SUPPLIED RECORDS:
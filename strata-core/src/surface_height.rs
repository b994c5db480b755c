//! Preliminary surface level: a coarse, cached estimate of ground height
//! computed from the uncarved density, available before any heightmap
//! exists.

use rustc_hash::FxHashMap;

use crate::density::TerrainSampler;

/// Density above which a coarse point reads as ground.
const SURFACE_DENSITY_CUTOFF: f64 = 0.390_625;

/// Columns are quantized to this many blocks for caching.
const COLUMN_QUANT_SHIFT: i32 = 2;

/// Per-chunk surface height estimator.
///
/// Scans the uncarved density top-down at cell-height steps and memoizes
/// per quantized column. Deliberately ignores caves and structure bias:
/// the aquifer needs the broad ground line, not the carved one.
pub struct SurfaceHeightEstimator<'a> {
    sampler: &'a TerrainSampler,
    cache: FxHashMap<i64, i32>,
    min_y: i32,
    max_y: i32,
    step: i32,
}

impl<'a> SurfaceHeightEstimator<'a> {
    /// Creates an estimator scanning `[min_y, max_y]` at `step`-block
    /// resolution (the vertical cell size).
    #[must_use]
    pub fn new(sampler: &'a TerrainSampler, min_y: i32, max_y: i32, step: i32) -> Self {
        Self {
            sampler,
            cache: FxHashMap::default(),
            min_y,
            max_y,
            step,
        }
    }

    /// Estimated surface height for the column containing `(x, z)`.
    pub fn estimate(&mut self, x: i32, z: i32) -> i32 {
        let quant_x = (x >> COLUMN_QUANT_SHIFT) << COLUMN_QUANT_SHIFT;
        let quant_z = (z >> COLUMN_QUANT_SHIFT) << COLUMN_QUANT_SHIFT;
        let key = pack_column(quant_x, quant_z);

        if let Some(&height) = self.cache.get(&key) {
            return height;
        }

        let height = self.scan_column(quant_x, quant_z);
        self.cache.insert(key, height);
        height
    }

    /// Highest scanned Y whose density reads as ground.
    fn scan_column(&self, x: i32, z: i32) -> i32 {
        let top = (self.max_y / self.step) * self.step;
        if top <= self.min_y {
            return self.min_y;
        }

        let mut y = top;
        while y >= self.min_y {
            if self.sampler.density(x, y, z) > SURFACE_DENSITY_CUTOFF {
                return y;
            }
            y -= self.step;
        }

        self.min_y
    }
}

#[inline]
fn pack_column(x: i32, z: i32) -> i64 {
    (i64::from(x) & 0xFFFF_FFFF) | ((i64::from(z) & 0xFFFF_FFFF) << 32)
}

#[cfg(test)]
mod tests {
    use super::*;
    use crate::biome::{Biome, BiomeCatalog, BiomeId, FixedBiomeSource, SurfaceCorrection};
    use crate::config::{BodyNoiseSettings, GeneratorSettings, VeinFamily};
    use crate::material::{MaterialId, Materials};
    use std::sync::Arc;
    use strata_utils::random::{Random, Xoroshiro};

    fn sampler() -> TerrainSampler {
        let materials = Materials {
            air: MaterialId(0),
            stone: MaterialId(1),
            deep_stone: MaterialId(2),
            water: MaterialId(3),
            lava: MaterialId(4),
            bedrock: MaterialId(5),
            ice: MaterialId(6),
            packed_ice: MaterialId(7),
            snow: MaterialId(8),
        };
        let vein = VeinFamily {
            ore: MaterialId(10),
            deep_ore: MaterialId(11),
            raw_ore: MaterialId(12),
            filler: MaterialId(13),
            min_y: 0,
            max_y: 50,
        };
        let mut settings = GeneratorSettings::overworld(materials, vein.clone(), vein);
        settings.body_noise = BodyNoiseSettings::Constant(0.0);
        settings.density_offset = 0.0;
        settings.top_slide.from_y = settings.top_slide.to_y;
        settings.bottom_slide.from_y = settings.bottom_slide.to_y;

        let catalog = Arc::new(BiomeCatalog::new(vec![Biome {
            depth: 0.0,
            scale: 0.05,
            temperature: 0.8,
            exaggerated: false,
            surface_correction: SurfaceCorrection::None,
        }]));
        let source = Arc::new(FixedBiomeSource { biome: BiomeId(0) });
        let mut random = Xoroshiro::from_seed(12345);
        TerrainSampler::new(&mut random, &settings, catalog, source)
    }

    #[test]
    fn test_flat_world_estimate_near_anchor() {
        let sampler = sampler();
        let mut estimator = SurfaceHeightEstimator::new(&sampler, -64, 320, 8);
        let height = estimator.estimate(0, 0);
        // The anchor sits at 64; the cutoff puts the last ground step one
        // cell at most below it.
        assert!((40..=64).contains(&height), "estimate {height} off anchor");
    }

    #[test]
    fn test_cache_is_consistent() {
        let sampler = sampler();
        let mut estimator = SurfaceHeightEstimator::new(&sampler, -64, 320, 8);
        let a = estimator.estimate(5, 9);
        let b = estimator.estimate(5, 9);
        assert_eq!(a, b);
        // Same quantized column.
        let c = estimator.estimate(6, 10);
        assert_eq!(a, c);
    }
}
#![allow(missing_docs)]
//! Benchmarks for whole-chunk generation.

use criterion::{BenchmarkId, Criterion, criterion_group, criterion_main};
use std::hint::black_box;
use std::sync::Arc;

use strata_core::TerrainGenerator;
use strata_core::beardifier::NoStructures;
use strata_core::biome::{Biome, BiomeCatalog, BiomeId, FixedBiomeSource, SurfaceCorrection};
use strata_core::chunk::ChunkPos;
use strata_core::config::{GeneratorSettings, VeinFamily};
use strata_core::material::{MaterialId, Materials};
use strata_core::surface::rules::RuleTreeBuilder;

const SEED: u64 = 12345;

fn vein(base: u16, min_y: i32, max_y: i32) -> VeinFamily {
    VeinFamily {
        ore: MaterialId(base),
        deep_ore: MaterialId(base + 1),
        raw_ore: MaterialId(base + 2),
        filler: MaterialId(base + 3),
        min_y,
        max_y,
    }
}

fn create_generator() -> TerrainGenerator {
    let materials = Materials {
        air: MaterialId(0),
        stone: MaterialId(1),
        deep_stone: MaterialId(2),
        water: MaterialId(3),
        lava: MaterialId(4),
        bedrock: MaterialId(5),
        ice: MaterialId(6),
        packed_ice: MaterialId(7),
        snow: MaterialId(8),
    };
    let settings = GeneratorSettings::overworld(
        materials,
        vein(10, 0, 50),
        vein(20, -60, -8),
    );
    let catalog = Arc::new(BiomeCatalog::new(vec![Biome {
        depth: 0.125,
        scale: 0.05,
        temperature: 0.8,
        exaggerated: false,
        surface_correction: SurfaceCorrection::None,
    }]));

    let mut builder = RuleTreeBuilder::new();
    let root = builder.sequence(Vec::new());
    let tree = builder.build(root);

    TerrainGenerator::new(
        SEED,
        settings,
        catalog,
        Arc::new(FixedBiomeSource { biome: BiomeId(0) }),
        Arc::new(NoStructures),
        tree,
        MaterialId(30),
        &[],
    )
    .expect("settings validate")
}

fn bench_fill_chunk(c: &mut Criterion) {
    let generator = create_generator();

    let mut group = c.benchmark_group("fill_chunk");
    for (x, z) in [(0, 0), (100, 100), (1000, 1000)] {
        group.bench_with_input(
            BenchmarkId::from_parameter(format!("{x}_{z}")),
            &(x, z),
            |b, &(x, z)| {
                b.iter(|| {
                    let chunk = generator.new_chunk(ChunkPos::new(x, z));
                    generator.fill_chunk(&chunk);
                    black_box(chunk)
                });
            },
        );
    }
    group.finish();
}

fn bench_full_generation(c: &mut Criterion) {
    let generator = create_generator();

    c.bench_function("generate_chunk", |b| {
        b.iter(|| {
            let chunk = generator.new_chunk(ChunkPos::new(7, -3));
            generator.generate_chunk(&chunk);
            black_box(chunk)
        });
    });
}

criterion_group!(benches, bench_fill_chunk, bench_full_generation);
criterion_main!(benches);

WHAT YOU NEED TO DO:
Whenever the string "cell" turns up in a line above, copy that line out.

PROBLEM SOLUTION:
/// Scans the uncarved density top-down at cell-height steps and memoizes
    /// resolution (the vertical cell size).
        // cell at most below it.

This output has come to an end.